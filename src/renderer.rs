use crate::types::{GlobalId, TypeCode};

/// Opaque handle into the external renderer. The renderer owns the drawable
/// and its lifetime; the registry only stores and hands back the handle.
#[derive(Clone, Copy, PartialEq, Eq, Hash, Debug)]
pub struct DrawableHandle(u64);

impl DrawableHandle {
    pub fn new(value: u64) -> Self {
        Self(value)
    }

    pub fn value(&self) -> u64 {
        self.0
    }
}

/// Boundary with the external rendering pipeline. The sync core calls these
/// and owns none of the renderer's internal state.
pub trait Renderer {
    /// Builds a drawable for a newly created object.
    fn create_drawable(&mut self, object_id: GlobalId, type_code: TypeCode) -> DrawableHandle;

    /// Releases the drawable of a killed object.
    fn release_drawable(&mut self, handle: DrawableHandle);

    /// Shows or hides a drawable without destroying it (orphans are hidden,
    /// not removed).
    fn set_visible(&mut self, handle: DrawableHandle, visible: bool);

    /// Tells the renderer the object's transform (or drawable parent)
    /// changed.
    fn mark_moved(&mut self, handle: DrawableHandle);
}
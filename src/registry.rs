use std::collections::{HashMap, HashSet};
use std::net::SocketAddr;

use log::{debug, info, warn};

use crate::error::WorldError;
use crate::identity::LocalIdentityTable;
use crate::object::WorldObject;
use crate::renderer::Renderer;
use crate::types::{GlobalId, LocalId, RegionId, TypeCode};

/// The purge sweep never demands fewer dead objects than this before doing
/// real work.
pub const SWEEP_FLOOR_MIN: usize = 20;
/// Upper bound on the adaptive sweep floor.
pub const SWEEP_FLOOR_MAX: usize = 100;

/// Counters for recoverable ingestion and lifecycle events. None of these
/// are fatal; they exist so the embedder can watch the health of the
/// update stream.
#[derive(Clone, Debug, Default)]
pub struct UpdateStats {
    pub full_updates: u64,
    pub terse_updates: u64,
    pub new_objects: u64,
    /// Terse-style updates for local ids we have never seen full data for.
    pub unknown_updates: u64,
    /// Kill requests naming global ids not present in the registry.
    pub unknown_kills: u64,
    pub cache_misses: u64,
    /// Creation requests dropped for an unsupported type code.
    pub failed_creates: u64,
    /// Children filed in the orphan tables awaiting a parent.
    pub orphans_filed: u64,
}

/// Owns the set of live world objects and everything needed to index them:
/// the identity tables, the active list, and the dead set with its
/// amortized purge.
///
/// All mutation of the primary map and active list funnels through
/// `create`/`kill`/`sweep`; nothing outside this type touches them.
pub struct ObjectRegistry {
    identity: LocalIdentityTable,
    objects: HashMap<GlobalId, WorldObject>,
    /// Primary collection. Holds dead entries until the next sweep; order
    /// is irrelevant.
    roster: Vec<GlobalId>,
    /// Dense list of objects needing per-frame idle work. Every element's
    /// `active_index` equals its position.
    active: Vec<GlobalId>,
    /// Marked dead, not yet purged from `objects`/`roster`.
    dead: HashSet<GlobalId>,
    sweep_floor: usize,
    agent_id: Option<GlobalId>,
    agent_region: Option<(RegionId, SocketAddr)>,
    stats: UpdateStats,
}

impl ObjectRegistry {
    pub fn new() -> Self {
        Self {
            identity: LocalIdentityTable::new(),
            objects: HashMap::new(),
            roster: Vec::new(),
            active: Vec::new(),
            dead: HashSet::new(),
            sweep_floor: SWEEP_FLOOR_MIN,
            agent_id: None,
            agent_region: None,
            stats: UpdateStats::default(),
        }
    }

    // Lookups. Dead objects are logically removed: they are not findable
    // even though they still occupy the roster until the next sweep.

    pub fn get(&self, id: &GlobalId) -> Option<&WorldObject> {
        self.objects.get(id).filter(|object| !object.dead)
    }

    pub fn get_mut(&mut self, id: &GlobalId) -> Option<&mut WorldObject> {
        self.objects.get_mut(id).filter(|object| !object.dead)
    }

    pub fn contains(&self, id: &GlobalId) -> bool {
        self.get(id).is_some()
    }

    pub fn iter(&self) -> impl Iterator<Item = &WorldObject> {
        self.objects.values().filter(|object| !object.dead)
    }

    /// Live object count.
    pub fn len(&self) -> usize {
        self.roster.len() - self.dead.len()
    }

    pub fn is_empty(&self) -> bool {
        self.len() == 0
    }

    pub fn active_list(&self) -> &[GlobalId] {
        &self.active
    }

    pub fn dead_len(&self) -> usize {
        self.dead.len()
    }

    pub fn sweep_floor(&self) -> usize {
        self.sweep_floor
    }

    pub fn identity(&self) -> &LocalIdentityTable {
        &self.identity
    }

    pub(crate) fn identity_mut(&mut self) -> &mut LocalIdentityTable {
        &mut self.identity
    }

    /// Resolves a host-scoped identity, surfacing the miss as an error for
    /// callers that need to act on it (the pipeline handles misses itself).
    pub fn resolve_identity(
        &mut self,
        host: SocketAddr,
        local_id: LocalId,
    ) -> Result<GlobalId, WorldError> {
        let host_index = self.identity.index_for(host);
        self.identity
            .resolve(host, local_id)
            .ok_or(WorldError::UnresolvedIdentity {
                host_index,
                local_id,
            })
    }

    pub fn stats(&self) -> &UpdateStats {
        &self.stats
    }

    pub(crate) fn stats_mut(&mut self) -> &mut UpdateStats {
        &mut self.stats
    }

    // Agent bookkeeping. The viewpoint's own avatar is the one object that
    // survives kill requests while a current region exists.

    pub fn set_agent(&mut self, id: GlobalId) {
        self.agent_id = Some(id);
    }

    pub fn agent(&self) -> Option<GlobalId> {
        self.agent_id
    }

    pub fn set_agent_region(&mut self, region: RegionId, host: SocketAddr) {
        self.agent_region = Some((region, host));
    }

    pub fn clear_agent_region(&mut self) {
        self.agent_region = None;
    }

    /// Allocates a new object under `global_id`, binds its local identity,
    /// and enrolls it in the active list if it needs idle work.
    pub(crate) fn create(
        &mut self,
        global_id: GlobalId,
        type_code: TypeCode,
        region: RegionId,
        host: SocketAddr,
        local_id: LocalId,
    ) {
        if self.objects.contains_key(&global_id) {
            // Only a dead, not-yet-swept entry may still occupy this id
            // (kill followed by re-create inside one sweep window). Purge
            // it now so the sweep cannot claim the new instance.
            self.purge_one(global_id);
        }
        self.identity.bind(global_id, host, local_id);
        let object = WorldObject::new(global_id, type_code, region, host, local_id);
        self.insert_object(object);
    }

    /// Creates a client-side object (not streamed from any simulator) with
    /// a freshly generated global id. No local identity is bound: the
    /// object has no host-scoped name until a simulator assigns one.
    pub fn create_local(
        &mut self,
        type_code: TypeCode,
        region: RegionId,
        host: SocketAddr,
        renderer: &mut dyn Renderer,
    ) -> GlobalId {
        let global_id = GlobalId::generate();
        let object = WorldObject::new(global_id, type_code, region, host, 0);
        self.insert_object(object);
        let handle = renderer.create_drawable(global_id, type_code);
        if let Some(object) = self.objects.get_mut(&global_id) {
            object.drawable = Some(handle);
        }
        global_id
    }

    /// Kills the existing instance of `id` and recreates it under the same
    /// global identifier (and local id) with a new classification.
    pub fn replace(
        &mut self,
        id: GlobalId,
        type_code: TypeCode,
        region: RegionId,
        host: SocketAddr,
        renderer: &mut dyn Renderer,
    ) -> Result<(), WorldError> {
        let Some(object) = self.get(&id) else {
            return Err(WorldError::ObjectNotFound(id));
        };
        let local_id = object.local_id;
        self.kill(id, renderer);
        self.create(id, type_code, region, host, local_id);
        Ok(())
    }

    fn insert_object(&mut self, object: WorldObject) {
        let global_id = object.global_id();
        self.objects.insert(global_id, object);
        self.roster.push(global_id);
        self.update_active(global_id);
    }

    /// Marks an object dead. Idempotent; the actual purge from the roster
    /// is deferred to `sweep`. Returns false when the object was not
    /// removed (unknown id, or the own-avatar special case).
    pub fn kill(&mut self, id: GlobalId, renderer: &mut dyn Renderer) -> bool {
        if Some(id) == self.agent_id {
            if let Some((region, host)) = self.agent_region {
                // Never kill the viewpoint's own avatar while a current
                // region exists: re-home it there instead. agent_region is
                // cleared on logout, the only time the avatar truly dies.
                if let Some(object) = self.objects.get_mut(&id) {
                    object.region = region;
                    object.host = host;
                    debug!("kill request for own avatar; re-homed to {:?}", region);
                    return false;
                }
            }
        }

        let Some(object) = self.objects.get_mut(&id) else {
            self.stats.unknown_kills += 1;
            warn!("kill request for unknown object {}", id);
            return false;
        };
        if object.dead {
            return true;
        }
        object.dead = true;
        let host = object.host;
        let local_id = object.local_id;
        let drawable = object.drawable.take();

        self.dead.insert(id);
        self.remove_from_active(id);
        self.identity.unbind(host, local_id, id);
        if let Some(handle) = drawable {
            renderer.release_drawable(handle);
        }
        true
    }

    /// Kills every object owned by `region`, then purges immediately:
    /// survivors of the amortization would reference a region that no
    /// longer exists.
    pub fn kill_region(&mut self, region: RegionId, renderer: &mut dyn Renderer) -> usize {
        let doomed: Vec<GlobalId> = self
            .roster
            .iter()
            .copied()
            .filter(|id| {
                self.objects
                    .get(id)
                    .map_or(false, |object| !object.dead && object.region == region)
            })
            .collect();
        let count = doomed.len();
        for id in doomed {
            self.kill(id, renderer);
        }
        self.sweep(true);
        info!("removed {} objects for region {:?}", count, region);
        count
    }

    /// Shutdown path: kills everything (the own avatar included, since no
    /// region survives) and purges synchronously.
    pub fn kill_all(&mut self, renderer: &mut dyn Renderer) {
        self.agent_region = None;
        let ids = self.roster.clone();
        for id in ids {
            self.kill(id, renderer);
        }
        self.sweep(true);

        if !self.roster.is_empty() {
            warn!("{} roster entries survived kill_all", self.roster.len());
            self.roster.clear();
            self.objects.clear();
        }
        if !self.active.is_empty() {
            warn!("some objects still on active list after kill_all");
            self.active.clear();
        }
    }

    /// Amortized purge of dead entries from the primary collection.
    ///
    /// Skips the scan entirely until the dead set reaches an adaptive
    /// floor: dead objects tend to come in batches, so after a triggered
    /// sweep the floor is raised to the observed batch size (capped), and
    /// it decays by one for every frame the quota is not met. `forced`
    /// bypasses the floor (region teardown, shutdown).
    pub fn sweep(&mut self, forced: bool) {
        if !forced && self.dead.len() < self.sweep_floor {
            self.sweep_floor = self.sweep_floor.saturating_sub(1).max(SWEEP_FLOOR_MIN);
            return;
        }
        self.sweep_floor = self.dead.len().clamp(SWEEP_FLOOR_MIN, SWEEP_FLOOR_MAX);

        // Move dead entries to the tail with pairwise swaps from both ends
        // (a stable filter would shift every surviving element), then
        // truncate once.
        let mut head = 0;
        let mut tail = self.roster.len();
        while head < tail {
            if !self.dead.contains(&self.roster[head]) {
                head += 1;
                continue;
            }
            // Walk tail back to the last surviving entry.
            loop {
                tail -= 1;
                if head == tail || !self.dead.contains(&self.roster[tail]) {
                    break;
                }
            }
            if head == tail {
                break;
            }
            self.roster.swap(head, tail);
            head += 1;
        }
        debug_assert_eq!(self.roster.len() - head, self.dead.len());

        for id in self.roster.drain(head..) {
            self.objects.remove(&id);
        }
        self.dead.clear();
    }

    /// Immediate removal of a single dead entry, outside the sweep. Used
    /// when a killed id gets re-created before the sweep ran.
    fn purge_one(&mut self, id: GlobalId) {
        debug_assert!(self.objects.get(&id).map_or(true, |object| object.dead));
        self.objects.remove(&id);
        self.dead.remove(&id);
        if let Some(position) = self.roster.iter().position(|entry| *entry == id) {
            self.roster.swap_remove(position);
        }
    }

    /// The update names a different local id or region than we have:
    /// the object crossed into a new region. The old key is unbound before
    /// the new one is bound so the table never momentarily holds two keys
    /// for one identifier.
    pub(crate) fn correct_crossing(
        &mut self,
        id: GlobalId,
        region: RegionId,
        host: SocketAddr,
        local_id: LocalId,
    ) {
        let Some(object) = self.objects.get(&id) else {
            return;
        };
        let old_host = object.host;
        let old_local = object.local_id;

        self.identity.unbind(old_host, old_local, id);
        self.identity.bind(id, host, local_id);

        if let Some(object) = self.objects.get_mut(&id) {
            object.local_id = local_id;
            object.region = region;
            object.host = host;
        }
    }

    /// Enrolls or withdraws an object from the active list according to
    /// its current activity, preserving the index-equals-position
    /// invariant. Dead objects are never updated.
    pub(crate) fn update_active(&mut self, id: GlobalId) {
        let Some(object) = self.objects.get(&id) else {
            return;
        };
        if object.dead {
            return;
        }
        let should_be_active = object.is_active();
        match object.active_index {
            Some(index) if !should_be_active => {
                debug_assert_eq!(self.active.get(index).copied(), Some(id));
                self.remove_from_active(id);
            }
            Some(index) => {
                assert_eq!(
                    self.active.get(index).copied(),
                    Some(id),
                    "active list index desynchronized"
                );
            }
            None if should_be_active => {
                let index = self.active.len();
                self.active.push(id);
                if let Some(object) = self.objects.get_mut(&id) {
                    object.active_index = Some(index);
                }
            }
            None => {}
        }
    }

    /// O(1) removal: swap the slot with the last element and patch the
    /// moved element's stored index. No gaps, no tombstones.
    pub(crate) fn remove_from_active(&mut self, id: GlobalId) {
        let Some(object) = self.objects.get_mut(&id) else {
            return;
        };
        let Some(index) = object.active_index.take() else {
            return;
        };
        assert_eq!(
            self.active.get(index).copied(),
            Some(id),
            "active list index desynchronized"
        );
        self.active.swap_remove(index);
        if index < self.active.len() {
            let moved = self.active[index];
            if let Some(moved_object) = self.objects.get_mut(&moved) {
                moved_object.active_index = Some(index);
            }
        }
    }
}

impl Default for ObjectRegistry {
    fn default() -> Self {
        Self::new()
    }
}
# # # # #
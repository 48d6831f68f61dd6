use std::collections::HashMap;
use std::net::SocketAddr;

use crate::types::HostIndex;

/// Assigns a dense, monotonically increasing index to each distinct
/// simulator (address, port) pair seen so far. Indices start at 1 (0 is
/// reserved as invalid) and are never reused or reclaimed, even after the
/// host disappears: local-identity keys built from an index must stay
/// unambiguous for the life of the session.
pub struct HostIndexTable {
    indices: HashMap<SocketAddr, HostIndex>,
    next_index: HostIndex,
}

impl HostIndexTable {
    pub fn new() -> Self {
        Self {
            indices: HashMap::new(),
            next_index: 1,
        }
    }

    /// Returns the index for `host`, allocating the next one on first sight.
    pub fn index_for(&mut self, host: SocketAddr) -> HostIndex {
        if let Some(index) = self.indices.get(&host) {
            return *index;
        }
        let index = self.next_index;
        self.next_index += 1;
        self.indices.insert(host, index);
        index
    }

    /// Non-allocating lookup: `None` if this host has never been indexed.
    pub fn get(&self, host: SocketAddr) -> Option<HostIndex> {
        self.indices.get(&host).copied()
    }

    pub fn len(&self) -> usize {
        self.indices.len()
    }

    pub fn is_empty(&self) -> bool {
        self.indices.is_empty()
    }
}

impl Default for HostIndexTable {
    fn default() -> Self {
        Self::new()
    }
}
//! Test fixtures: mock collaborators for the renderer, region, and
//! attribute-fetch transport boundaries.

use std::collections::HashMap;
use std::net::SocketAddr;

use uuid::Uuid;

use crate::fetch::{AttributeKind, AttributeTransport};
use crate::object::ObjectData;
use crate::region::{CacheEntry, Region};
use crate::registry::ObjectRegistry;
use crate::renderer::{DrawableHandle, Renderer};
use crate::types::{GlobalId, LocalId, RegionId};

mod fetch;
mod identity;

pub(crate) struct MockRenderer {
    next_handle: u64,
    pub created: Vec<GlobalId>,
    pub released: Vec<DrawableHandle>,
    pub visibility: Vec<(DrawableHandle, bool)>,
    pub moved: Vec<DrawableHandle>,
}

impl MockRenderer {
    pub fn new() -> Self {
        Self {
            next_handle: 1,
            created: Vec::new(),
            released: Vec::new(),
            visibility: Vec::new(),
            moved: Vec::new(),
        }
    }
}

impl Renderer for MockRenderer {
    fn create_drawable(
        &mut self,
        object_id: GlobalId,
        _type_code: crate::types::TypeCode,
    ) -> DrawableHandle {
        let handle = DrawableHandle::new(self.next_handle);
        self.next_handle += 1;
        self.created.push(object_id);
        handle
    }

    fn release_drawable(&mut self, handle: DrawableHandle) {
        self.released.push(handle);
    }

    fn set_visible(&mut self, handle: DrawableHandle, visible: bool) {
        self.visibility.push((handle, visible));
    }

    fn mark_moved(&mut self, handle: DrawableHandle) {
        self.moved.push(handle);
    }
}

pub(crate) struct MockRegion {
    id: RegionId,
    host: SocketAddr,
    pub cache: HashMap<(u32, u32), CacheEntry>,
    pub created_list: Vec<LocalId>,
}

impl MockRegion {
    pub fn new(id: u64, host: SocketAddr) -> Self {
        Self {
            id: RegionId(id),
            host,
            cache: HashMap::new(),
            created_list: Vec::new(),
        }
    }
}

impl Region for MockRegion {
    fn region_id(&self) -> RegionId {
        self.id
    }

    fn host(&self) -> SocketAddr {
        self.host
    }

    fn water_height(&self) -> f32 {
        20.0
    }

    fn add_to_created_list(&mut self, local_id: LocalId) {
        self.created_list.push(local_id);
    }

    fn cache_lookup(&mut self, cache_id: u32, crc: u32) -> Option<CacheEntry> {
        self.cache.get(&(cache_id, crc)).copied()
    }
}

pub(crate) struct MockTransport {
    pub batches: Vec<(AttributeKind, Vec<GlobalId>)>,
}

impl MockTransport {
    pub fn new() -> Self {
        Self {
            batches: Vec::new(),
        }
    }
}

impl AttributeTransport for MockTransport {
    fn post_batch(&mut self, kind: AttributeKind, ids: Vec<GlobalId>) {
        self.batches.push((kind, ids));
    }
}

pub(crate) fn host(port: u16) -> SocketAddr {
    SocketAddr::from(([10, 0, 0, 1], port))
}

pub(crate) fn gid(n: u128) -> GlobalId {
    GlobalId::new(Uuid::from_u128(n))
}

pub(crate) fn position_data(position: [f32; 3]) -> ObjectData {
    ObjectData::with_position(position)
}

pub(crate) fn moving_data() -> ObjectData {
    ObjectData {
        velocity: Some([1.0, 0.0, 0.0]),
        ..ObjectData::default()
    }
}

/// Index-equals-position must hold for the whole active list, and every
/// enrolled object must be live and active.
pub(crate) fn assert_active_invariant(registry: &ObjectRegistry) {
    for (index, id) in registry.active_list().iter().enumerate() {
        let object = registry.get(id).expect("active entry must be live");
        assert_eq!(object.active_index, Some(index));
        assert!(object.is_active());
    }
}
# # # # #
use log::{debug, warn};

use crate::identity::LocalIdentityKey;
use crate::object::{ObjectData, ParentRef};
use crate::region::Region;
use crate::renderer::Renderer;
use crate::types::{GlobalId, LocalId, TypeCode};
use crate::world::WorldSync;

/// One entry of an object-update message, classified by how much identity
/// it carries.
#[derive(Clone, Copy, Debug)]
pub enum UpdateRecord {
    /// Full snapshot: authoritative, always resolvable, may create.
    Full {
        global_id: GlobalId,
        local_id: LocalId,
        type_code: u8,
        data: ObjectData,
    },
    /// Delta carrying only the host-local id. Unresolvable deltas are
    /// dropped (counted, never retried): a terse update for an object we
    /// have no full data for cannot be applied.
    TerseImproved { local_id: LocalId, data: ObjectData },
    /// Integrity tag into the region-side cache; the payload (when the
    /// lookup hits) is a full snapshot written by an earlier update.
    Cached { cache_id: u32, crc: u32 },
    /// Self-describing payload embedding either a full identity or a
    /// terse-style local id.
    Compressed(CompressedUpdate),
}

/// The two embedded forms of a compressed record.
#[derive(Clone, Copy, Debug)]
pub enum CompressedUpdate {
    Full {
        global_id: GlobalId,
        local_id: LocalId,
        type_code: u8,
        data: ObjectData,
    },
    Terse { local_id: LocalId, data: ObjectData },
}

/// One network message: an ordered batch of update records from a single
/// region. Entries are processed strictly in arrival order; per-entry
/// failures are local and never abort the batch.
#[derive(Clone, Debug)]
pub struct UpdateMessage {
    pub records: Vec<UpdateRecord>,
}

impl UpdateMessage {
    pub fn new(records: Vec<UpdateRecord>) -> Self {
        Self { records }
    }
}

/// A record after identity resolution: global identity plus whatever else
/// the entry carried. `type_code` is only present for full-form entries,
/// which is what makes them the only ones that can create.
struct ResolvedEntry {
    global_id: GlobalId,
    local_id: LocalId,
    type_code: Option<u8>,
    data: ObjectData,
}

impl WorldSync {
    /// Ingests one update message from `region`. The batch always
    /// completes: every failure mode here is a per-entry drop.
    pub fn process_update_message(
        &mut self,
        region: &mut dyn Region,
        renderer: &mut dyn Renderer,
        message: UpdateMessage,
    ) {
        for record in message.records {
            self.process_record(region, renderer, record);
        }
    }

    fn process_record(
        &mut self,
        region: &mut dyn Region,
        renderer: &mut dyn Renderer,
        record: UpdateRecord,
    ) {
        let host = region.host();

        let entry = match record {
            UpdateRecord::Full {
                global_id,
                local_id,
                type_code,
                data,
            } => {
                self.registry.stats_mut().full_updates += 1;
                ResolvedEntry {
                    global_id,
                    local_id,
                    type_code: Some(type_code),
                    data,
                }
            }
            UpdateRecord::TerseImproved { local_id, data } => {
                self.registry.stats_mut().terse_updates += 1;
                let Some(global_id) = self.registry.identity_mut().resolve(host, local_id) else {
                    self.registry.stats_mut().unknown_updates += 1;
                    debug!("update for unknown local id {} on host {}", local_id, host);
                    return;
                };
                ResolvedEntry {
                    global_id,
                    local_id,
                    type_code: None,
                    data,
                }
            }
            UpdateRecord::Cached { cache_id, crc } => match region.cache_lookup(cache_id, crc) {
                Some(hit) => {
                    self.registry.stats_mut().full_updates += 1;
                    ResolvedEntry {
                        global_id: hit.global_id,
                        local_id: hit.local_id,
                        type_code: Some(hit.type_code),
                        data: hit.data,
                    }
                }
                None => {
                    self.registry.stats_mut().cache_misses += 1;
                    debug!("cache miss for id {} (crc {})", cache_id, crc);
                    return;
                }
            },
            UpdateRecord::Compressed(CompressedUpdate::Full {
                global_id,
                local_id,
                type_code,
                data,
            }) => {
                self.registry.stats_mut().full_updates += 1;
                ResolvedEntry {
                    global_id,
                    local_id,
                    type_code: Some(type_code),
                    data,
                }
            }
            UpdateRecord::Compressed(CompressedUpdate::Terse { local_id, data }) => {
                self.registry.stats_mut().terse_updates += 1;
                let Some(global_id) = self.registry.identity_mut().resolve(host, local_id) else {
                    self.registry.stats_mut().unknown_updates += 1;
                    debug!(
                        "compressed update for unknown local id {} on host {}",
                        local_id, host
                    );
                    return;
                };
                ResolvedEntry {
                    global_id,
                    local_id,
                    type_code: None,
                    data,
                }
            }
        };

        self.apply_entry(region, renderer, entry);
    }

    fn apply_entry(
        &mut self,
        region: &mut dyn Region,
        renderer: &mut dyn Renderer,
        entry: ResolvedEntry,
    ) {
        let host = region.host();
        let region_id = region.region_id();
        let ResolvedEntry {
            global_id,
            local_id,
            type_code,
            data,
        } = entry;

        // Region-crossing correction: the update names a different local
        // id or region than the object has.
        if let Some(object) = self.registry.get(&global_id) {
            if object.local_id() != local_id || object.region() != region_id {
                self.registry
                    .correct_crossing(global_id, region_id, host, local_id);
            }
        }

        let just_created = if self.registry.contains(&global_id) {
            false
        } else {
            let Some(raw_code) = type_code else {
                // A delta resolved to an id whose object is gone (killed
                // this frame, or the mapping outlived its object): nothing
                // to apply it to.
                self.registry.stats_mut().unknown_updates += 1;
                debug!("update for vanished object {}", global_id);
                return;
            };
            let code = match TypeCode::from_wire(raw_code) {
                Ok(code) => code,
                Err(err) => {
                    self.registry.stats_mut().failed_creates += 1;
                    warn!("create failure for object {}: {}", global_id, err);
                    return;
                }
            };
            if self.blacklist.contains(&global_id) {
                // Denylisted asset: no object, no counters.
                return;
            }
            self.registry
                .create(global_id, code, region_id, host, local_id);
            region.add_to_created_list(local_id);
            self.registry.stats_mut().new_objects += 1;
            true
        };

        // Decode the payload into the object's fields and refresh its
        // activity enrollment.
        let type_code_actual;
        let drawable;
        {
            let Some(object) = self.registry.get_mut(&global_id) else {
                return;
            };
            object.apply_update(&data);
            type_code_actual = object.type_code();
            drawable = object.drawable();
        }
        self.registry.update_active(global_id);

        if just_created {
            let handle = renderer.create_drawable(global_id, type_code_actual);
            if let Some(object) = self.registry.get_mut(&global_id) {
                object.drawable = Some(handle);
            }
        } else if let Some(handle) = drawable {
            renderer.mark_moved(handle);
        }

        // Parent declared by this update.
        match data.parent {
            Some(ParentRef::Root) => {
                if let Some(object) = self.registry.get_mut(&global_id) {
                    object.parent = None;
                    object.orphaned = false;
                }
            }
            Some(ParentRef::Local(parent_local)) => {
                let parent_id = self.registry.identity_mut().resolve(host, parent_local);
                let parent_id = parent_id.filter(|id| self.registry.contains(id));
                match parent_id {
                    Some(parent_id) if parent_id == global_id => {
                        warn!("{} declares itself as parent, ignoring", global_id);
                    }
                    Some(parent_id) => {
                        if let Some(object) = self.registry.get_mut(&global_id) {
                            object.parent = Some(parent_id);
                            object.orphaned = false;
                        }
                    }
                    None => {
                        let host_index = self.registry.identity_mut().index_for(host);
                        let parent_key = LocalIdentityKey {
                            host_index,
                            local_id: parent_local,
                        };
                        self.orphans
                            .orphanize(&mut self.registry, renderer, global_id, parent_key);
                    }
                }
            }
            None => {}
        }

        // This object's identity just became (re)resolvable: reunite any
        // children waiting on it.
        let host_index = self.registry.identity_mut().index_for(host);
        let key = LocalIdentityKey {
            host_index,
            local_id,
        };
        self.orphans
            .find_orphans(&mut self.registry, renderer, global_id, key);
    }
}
# # # # #
BRIEF => Reproduce exactly the lines of the records above from the one with "owns the drawable" to the one with "None of these", both included, and leave out everything else.

YOUR SOLUTION =>
/// Opaque handle into the external renderer. The renderer owns the drawable
/// and its lifetime; the registry only stores and hands back the handle.
#[derive(Clone, Copy, PartialEq, Eq, Hash, Debug)]
pub struct DrawableHandle(u64);

impl DrawableHandle {
    pub fn new(value: u64) -> Self {
        Self(value)
    }

    pub fn value(&self) -> u64 {
        self.0
    }
}

/// Boundary with the external rendering pipeline. The sync core calls these
/// and owns none of the renderer's internal state.
pub trait Renderer {
    /// Builds a drawable for a newly created object.
    fn create_drawable(&mut self, object_id: GlobalId, type_code: TypeCode) -> DrawableHandle;

    /// Releases the drawable of a killed object.
    fn release_drawable(&mut self, handle: DrawableHandle);

    /// Shows or hides a drawable without destroying it (orphans are hidden,
    /// not removed).
    fn set_visible(&mut self, handle: DrawableHandle, visible: bool);

    /// Tells the renderer the object's transform (or drawable parent)
    /// changed.
    fn mark_moved(&mut self, handle: DrawableHandle);
}
filename src/registry.rs
use std::collections::{HashMap, HashSet};
use std::net::SocketAddr;

use log::{debug, info, warn};

use crate::error::WorldError;
use crate::identity::LocalIdentityTable;
use crate::object::WorldObject;
use crate::renderer::Renderer;
use crate::types::{GlobalId, LocalId, RegionId, TypeCode};

/// The purge sweep never demands fewer dead objects than this before doing
/// real work.
pub const SWEEP_FLOOR_MIN: usize = 20;
/// Upper bound on the adaptive sweep floor.
pub const SWEEP_FLOOR_MAX: usize = 100;

/// Counters for recoverable ingestion and lifecycle events. None of these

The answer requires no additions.